6. Standards implementation and compliance
The testing and implementation of standards is recommended as a means of understanding and engaging in the standards development process.
Good Practice: Create a Standards Awareness Website
The creation of an internet standards awareness website is identified as a good practice. The website would provide a free and public service that raises awareness, use, and deployment of standards. Using simple, non-technical language would provide:
– Comprehensible supporting documentation on internet standards;
– Arguments and pitfalls regarding internet standards deployment;
– Real-time, check for standards, compliance.

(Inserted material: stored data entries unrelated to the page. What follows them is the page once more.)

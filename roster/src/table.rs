//! Virtualized table: ties window, layout, rows and selection together.
//!
//! The table only materializes rows in the visible range, so render cost
//! follows the viewport rather than the dataset. The dataset is borrowed per
//! call and never mutated; the selection is the only state that persists
//! between renders.

use std::collections::HashSet;
use std::hash::Hash;
use std::sync::Arc;

use log::{debug, trace};

use crate::column::ColumnDef;
use crate::config::{SELECTION_GUTTER, TableConfig};
use crate::display::DisplayState;
use crate::error::ConfigError;
use crate::frame::{Body, Frame, Header, HeaderCell, SortDirection, SortState};
use crate::layout::{Layout, resolve_layout, validate_columns};
use crate::row::{RowContext, render_row, render_row_into};
use crate::scroll::{ScrollRequest, ScrollState};
use crate::selection::{AggregateState, SelectionDelta, SelectionModel};
use crate::text::fit;
use crate::window::{VisibleRange, compute_visible_range, with_overscan};

/// Derives a row's selection key from the item and its index.
pub type KeyFn<T, K> = Arc<dyn Fn(&T, usize) -> K + Send + Sync>;
/// Called with `(item, index)` when a row is clicked.
pub type ClickHandler<T> = Arc<dyn Fn(&T, usize) + Send + Sync>;
/// Called with `(item, index, selected)` when a row's selection changes.
pub type SelectHandler<T> = Arc<dyn Fn(&T, usize, bool) + Send + Sync>;
/// Called with the new sort state when the sort indicator changes.
pub type SortHandler = Arc<dyn Fn(Option<&SortState>) + Send + Sync>;

/// Selected-row count for one dataset, identified by its address and length.
#[derive(Debug, Clone, Copy, PartialEq, Eq)]
struct SelectionTally {
    data: (usize, usize),
    present: usize,
}

fn data_id<T>(data: &[T]) -> (usize, usize) {
    (data.as_ptr() as usize, data.len())
}

/// A virtualized table over borrowed rows of type `T`, selected by key `K`.
///
/// Keys are expected to be unique within a dataset. The number of selected
/// rows is counted once per dataset and then kept up to date from each
/// selection change, so rendering stays proportional to the window. Call
/// [`data_changed`](Self::data_changed) after replacing rows in place without
/// changing the dataset's length.
///
/// # Example
///
/// ```ignore
/// let mut table = VirtualizedTable::new(
///     TableConfig::new(1).viewport_height(20),
///     columns,
///     80,
///     |e: &Employee, _| e.id,
/// )?
/// .on_select(|e, _, selected| log::info!("{} selected={}", e.name, selected));
///
/// table.apply_scroll(ScrollRequest::PageDown, employees.len());
/// let frame = table.render(&employees, false);
/// ```
pub struct VirtualizedTable<T, K> {
    config: TableConfig,
    columns: Vec<ColumnDef<T>>,
    layout: Layout,
    total_width: u16,
    scroll: ScrollState,
    selection: SelectionModel<K>,
    sort: Option<SortState>,
    tally: Option<SelectionTally>,
    key_fn: KeyFn<T, K>,
    on_click: Option<ClickHandler<T>>,
    on_select: Option<SelectHandler<T>>,
    on_sort: Option<SortHandler>,
}
//! Error types for the structure-esi crate.

use thiserror::Error;

/// Errors that can occur while talking to ESI or Neucore.
#[derive(Debug, Error)]
pub enum EsiError {
    /// Client configuration is unusable.
    #[error("invalid ESI configuration: {reason}")]
    InvalidConfig {
        /// The reason the configuration is invalid.
        reason: String,
    },

    /// The request could not be sent or the body could not be read.
    #[error("HTTP error: {0}")]
    Http(#[from] reqwest::Error),

    /// A request URL could not be built.
    #[error("invalid URL: {0}")]
    Url(#[from] url::ParseError),

    /// The API refused access to the resource.
    #[error("access denied: {path}")]
    Forbidden {
        /// The ESI path requested.
        path: String,
    },

    /// The resource does not exist.
    #[error("not found: {path}")]
    NotFound {
        /// The ESI path requested.
        path: String,
    },

    /// Any other non-success status.
    #[error("{path} returned status {status}: {body}")]
    Status {
        /// The ESI path requested.
        path: String,
        /// HTTP status code.
        status: u16,
        /// Response body, possibly empty.
        body: String,
    },

    /// A name did not resolve to an id.
    #[error("no {category} named {name}")]
    NameNotFound {
        /// The name looked up.
        name: String,
        /// The expected category, e.g. `corporations`.
        category: String,
    },

    /// Data from the API could not be turned into the domain model.
    #[error("domain error: {0}")]
    Core(#[from] structure_core::CoreError),

    /// Serialization/deserialization error.
    #[error("serialization error: {0}")]
    SerializationError(String),
}

impl EsiError {
    /// True for errors worth retrying: transport failures and server errors.
    #[must_use]
    pub fn is_retryable(&self) -> bool {
        match self {
            Self::Http(err) => err.is_timeout() || err.is_connect() || err.is_request(),
            Self::Status { status, .. } => *status >= 500,
            _ => false,
        }
    }
}

impl From<serde_json::Error> for EsiError {
    fn from(err: serde_json::Error) -> Self {
        Self::SerializationError(err.to_string())
    }
}

/// Result type for ESI operations.
pub type Result<T> = std::result::Result<T, EsiError>;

The Internet.nl is a portal and test tool, and represents a good example of the establishment of a national multistakeholder collaboration to promote security-related internet standards. The portal allows users to test if their website, email, and Internet connection use modern and reliable internet standards.
The ISOC Open Standards Everywhere (OSE) has focused on encouraging web servers administrators and operators to deploy the latest open standards and protocols. The OSE uses the Internet.nl portal to check in websites’ support for the modern internet standards including the IPv6, the DNSSEC, the HTTPS, and Security options. The ISOC informs, educates, collaborates, and leads by example to support web server and website administrators with the deployment of the latest open standards.

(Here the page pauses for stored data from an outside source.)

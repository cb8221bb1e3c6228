//! HTTP client for ESI, with authenticated routes proxied through Neucore.
//!
//! Public routes go straight to `{esi_host}{version}{path}`. Authenticated
//! routes are sent to the Neucore ESI proxy, which takes the versioned path
//! and its query string in a single `esi-path-query` parameter and picks
//! the token of the configured datasource character.

use std::collections::HashMap;

use reqwest::header::{AUTHORIZATION, HeaderMap};
use reqwest::{Method, StatusCode};
use serde::Serialize;
use serde::de::DeserializeOwned;
use tracing::{debug, warn};
use url::Url;
use url::form_urlencoded;

use structure_core::{Asset, StarbaseRecord, StructureRecord};

use crate::api::EsiApi;
use crate::config::{EsiConfig, NeucoreConfig};
use crate::error::{EsiError, Result};
use crate::models::{
    AssetLocation, CategoryInfo, CorporationInfo, Extraction, GroupInfo, IdEntry, NameEntry,
    SovereigntyEntry, StarbaseDetail, StructureInfo, TypeInfo,
};

/// Header carrying the datasource character id (`Neucore-EveCharacter`).
pub const NEUCORE_CHARACTER_HEADER: &str = "neucore-evecharacter";
/// Header carrying the optional Neucore login name (`Neucore-EveLogin`).
pub const NEUCORE_LOGIN_HEADER: &str = "neucore-evelogin";
/// Query parameter holding the proxied ESI path.
pub const ESI_PATH_QUERY: &str = "esi-path-query";
/// Response header with the total page count (`X-Pages`).
pub const PAGES_HEADER: &str = "x-pages";
/// Maximum item ids per asset location request.
pub const ASSET_LOCATION_CHUNK: usize = 1000;

/// Where a request is sent.
#[derive(Debug, Clone, Copy, PartialEq, Eq)]
pub enum Route {
    /// Directly to ESI, no token.
    Public,
    /// Through Neucore with the datasource character's token.
    Authenticated,
}

/// ESI client.
#[derive(Debug, Clone)]
pub struct EsiClient {
    http: reqwest::Client,
    config: EsiConfig,
}

impl EsiClient {
    /// Creates a client.
    ///
    /// # Errors
    ///
    /// Returns an error if the HTTP client cannot be built.
    pub fn new(config: EsiConfig) -> Result<Self> {
        let http = reqwest::Client::builder()
            .user_agent(config.user_agent.clone())
            .timeout(config.timeout)
            .build()?;
        Ok(Self { http, config })
    }

    /// Returns the configuration.
    #[must_use]
    pub const fn config(&self) -> &EsiConfig {
        &self.config
    }

    fn neucore(&self) -> Result<&NeucoreConfig> {
        self.config.neucore.as_ref().ok_or_else(|| EsiError::InvalidConfig {
            reason: "authenticated ESI route requires Neucore credentials".to_string(),
        })
    }

    /// Builds the URL for a request.
    ///
    /// # Errors
    ///
    /// Returns an error if the URL is invalid or an authenticated route is
    /// requested without Neucore credentials.
    pub fn request_url(&self, route: Route, path: &str, query: &[(&str, String)]) -> Result<Url> {
        let versioned = format!("{}{path}", self.config.esi_version);
        match route {
            Route::Public => {
                let base = self.config.esi_host.as_str().trim_end_matches('/');
                let mut url = Url::parse(&format!("{base}{versioned}"))?;
                if !query.is_empty() {
                    url.query_pairs_mut()
                        .extend_pairs(query.iter().map(|(k, v)| (*k, v.as_str())));
                }
                Ok(url)
            }
            Route::Authenticated => {
                let mut url = self.neucore()?.host.clone();
                let path_query = if query.is_empty() {
                    versioned
                } else {
                    let encoded = form_urlencoded::Serializer::new(String::new())
                        .extend_pairs(query.iter().map(|(k, v)| (*k, v.as_str())))
                        .finish();
                    format!("{versioned}?{encoded}")
                };
                url.query_pairs_mut().append_pair(ESI_PATH_QUERY, &path_query);
                Ok(url)
            }
        }
    }

    fn route_headers(&self, route: Route) -> Result<HeaderMap> {
        let mut headers = HeaderMap::new();
        if route == Route::Authenticated {
            let neucore = self.neucore()?;
            headers.insert(AUTHORIZATION, header_value(&neucore.authorization())?);
            headers.insert(
                NEUCORE_CHARACTER_HEADER,
                header_value(&neucore.datasource.character_id.to_string())?,
            );
            if let Some(login) = &neucore.datasource.login {
                headers.insert(NEUCORE_LOGIN_HEADER, header_value(login)?);
            }
        }
        Ok(headers)
    }

    /// Sends one request, retrying transient failures with backoff.
    async fn execute(
        &self,
        method: Method,
        route: Route,
        path: &str,
        query: &[(&str, String)],
        body: Option<&serde_json::Value>,
    ) -> Result<(HeaderMap, Vec<u8>)> {
        let url = self.request_url(route, path, query)?;
        let headers = self.route_headers(route)?;
        let retry = &self.config.retry;

        let mut attempt = 0;
        loop {
            attempt += 1;
            debug!(%method, path, attempt, "ESI request");
            match self.attempt(method.clone(), &url, &headers, path, body).await {
                Ok(response) => return Ok(response),
                Err(err) if err.is_retryable() && retry.should_retry(attempt) => {
                    let delay = retry.delay_for_attempt(attempt);
                    warn!(path, attempt, ?delay, error = %err, "ESI request failed, retrying");
                    tokio::time::sleep(delay).await;
                }
                Err(err) => return Err(err),
            }
        }
    }

    async fn attempt(
        &self,
        method: Method,
        url: &Url,
        headers: &HeaderMap,
        path: &str,
        body: Option<&serde_json::Value>,
    ) -> Result<(HeaderMap, Vec<u8>)> {
        let mut request = self.http.request(method, url.clone()).headers(headers.clone());
        if let Some(body) = body {
            request = request.json(body);
        }
        let response = request.send().await?;
        let status = response.status();
        let headers = response.headers().clone();
        let bytes = response.bytes().await?.to_vec();

        match status {
            s if s.is_success() => Ok((headers, bytes)),
            StatusCode::FORBIDDEN => Err(EsiError::Forbidden { path: path.to_string() }),
            StatusCode::NOT_FOUND => Err(EsiError::NotFound { path: path.to_string() }),
            s => Err(EsiError::Status {
                path: path.to_string(),
                status: s.as_u16(),
                body: String::from_utf8_lossy(&bytes).into_owned(),
            }),
        }
    }

    /// GETs and decodes a single response.
    ///
    /// # Errors
    ///
    /// Returns an error on transport failure, non-success status or an
    /// undecodable body.
    pub async fn get_json<T: DeserializeOwned>(
        &self,
        route: Route,
        path: &str,
        query: &[(&str, String)],
    ) -> Result<T> {
        let (_, body) = self.execute(Method::GET, route, path, query, None).await?;
        Ok(serde_json::from_slice(&body)?)
    }

    /// GETs every page of a list endpoint and concatenates them.
    ///
    /// # Errors
    ///
    /// Returns an error if any page fails.
    pub async fn get_paged<T: DeserializeOwned>(
        &self,
        route: Route,
        path: &str,
        query: &[(&str, String)],
    ) -> Result<Vec<T>> {
        let (headers, body) = self.execute(Method::GET, route, path, query, None).await?;
        let mut items: Vec<T> = serde_json::from_slice(&body)?;
        let pages = page_count(&headers);

        for page in 2..=pages {
            let mut paged_query = query.to_vec();
            paged_query.push(("page", page.to_string()));
            let (_, body) = self.execute(Method::GET, route, path, &paged_query, None).await?;
            let mut page_items: Vec<T> = serde_json::from_slice(&body)?;
            items.append(&mut page_items);
        }
        if pages > 1 {
            debug!(path, pages, items = items.len(), "fetched paged endpoint");
        }
        Ok(items)
    }

    /// POSTs a JSON body and decodes the response.
    ///
    /// # Errors
    ///
    /// Returns an error on transport failure, non-success status or an
    /// undecodable body.
    pub async fn post_json<B: Serialize + ?Sized, T: DeserializeOwned>(
        &self,
        route: Route,
        path: &str,
        body: &B,
    ) -> Result<T> {
        let body = serde_json::to_value(body)?;
        let (_, response) = self.execute(Method::POST, route, path, &[], Some(&body)).await?;
        Ok(serde_json::from_slice(&response)?)
    }
}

Good practice: Lead by example
Leading by example is a good practice identified by the GFCE in the use of security-related standards. Governments can lead by example by:
Implementing security-related and other standards in existing systems and networks and through procurement processes.
Promoting the use of internet standards and good practices in agencies’ infrastructure.
Ensuring appropriate allocation of resources, including staff and budget, for implementing and configuring the standards.
Embedding standards requirements for the ICT products in procurement procedures and policies.
Adopting internet standards in their strategic ICT plans.
Developing roadmaps outlining tactical and operational implementation activities and stakeholder responsibilities.
Case Study: The ICT Standards in Government
ICT Authority Kenya‘s broad mandate entails enforcing the ICT standards in government and enhancing the supervision of its electronic communication.
The Authority has published and enforces compliance to standards in Government Enterprise Architecture, Cloud Computing, Data Centre, Electronic Records and Data Management, End-User Equipment, ICT Human Capital & Workforce Development, Information Security, IT Governance, ICT Networks, Systems & Applications.
Case Study: The ITU Regional Group for Africa standard implementation
At the last Meeting of the ITU-T SG17 ‘Security’, virtual, 24 August – 3 September 2021, Africa (Kenya, Ghana and Senegal) had two contribution references to Recommendation X.1060 : Framework for the creation and operation of a cyber defence centre (CDC). Those were:
C1098: Implementation of Cybersecurity Defence Centre Framework X.1060: This contribution initiated a request to Q3/17 to draft a Supplement to Recommendation X.1060 in order to assist Member States in implementing the Recommendation. This request should be added to the Q3/17 Work Programme, and if necessary, a New Work Item in this area should be established
C1099: Proposed Survey ‘Assessment Cyber Defence Centres in Africa’ survey and results arising are expected to enhance the capacity and effectiveness of the CDCs in Africa through the sharing of best practices in the provision of services as well as provide an opportunity for networking and capacity development.
The participation of members of the Regional Group for Africa implementation of the Recommendation resulted in understanding the standardisation process, stakeholder engagement, and the publishing of a questionnaire intended to assess, plan, and enhance cybersecurity services in the CDCs in Africa.
International standards are often adopted by countries or regions to become national or regional standards. Compliance to standards would generally be made mandatory by way of regulations, maintained by a national or regional authority.
The use of standards could be mandatory or voluntary, depending on the regulatory requirements in a country or jurisdiction. Ideally, governments should want entities to voluntarily comply with standards’ requirements. It is however recommended that public and private entities with a legal obligation to report security issues implement standards through regulation. The use of standards by these entities would empower them to identify the most appropriate standard and influence subsequent updates to, or proposals for new standards, reducing the risk of sanctions, lawsuits, or arrest for non-compliance.
Good Practice: Provision of economic and regulatory incentives to stimulate the adoption of Internet standards.
Economic and regulatory incentives to stimulate the adoption of internet standards may include:
Tax reductions to companies introducing IPv6 in South Korea
Tax deductions on cost of purchasing IPv6 equipment (routers, switches)
Logos and certifications for IPv6-enabled devices applied in Japan and South Korea
A subscription fee discount for the DNSSEC signed domains by country codes accredited registrars and registries
Internet registries DNSSEC signed domain registration discount campaigns: AFNIC (France), EURid (Europe, .eu registry), NORID (Norway) and the SIDN (The Netherlands).
SIDN ‘registrar scorecard’ programme to stimulate the DNSSEC and the IPv6
Reflection point
Governments have a significant role to play in the promotion and the use of standards. Using your country as an example, what economic and policy incentives should the government consider?